[Collected data]
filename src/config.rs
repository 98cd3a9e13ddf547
use std::env;

#[derive(Debug, Clone)]
pub struct AppConfig {
    pub database_url: String,
    pub host: String,
    pub port: u16,
}

impl AppConfig {
    pub fn from_env() -> anyhow::Result<Self> {
        let database_url = env::var("DATABASE_URL")?;
        let host = env::var("APP_HOST").unwrap_or_else(|_| "127.0.0.1".to_string());
        let port = env::var("APP_PORT")
            .ok()
            .and_then(|p| p.parse::<u16>().ok())
            .unwrap_or(3000);
        Ok(Self {
            port,
            database_url,
            host,
        })
    }
}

TASK GOAL
Print from the line containing "pub struct AppConfig" to the last line above, exactly as written.

RESULT FOR THIS EXERCISE
pub struct AppConfig {
    pub database_url: String,
    pub host: String,
    pub port: u16,
}

impl AppConfig {
    pub fn from_env() -> anyhow::Result<Self> {
        let database_url = env::var("DATABASE_URL")?;
        let host = env::var("APP_HOST").unwrap_or_else(|_| "127.0.0.1".to_string());
        let port = env::var("APP_PORT")
            .ok()
            .and_then(|p| p.parse::<u16>().ok())
            .unwrap_or(3000);
        Ok(Self {
            port,
            database_url,
            host,
        })
    }
}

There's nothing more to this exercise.